Exercise instructions »
All lines holding the word "ToolParams" should be located in the records and copied.
===== Provided material
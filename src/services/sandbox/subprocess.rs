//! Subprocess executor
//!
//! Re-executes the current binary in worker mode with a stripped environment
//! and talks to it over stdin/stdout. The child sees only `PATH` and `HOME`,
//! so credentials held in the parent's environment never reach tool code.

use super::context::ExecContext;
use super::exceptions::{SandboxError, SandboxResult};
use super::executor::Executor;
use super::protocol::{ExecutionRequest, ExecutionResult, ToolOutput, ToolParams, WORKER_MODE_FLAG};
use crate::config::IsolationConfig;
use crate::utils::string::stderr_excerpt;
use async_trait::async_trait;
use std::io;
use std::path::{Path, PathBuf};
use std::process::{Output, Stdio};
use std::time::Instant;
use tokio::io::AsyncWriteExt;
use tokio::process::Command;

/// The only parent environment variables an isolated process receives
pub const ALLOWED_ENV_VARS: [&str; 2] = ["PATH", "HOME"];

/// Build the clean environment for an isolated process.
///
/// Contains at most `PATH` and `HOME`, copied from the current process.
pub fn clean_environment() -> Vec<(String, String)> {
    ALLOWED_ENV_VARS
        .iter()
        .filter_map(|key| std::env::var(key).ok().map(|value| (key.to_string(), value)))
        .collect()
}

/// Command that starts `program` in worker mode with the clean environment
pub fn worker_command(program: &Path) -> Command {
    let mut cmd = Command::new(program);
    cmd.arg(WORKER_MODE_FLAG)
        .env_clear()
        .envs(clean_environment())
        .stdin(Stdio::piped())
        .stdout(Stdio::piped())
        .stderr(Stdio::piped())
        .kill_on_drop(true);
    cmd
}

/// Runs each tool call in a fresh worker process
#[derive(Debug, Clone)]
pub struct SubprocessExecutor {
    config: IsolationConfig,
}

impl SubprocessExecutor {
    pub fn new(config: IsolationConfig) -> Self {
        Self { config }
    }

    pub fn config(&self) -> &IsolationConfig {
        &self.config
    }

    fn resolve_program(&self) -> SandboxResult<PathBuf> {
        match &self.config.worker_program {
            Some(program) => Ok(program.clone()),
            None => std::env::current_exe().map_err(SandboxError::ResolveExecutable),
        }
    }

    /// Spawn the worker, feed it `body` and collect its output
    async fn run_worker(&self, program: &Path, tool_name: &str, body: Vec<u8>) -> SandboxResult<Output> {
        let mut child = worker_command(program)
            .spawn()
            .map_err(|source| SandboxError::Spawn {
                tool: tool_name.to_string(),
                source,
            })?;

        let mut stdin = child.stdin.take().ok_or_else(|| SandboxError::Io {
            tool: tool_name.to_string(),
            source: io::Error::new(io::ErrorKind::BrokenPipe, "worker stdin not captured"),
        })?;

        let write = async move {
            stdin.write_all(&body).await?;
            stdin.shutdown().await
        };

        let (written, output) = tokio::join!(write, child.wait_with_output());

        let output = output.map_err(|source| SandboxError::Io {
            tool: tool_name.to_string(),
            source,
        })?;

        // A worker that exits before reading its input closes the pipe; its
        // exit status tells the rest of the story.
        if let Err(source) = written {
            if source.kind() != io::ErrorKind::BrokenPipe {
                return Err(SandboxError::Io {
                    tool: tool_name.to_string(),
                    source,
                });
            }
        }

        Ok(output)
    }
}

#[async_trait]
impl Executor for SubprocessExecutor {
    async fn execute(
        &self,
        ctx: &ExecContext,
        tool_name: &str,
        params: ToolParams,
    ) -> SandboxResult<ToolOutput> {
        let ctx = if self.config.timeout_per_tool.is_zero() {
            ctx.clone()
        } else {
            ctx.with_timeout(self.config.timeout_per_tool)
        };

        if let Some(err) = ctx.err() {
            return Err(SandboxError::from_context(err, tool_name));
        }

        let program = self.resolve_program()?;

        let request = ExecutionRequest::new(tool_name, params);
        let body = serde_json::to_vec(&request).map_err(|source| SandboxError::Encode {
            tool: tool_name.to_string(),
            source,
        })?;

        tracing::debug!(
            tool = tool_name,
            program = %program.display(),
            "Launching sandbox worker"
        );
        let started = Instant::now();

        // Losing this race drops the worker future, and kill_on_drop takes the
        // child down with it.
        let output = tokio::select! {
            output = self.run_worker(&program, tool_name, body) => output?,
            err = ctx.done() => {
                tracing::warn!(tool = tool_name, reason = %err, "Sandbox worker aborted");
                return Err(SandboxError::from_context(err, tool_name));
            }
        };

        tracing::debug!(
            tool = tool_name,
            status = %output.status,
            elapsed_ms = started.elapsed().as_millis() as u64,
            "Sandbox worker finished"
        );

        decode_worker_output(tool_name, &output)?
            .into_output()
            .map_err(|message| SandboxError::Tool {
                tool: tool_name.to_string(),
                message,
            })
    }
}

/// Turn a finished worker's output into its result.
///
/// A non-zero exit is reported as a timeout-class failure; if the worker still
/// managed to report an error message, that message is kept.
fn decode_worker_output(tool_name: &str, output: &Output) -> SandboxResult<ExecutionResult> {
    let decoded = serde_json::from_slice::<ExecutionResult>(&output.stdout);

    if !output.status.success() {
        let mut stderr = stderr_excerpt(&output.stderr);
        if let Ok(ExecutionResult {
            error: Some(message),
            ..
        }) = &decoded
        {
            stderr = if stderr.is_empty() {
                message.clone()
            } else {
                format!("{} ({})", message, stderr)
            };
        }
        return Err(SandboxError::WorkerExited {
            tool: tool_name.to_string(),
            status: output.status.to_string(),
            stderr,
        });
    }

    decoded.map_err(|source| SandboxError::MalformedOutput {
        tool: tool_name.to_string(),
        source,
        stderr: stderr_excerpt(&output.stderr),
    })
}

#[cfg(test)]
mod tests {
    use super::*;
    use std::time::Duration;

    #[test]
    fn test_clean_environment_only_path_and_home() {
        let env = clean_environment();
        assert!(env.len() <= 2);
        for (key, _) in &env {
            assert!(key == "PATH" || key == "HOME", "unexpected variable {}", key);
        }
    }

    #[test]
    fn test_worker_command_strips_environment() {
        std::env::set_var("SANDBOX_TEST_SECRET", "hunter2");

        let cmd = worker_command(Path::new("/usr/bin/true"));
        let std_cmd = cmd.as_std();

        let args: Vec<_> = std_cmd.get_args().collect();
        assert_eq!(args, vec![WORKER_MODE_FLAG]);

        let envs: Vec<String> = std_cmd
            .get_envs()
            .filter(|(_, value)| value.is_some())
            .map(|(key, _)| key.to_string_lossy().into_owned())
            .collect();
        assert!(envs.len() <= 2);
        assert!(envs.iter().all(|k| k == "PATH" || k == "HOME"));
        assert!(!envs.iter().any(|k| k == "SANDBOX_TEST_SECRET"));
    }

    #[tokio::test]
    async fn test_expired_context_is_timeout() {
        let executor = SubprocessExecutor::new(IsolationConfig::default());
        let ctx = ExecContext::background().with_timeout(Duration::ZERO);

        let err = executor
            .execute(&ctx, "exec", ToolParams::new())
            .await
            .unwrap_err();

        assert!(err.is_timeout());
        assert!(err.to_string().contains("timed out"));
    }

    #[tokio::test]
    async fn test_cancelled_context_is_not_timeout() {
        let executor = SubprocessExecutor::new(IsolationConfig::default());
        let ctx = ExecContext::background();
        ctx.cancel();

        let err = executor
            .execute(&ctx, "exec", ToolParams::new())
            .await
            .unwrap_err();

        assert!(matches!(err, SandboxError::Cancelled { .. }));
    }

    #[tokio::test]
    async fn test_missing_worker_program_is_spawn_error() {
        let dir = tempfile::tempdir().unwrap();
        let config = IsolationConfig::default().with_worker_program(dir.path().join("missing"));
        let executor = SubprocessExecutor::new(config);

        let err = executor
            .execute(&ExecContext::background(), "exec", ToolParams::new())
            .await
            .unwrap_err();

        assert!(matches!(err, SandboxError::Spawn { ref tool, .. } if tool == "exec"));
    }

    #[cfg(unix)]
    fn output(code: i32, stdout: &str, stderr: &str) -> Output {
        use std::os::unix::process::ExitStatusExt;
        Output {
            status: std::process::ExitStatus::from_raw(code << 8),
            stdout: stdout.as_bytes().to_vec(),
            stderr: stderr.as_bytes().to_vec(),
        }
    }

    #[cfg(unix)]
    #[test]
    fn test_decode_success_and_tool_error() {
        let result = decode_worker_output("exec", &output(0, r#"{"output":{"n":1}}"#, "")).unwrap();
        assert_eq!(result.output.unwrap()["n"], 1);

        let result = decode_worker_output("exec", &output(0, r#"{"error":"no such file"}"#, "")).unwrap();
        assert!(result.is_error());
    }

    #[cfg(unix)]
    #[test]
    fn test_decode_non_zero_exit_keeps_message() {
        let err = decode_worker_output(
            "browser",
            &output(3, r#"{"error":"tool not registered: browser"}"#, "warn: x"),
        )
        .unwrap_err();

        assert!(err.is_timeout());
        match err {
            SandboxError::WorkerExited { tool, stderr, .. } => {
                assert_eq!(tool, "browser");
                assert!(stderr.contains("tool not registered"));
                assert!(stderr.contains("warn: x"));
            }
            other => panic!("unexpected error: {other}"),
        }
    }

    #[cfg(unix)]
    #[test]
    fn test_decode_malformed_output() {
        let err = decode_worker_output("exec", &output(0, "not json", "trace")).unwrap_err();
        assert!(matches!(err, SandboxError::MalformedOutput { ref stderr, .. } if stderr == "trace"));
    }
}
==========
Completed exercise »
use super::protocol::{ExecutionRequest, ExecutionResult, ToolOutput, ToolParams, WORKER_MODE_FLAG};
        params: ToolParams,
            .execute(&ctx, "exec", ToolParams::new())
            .execute(&ctx, "exec", ToolParams::new())
            .execute(&ExecContext::background(), "exec", ToolParams::new())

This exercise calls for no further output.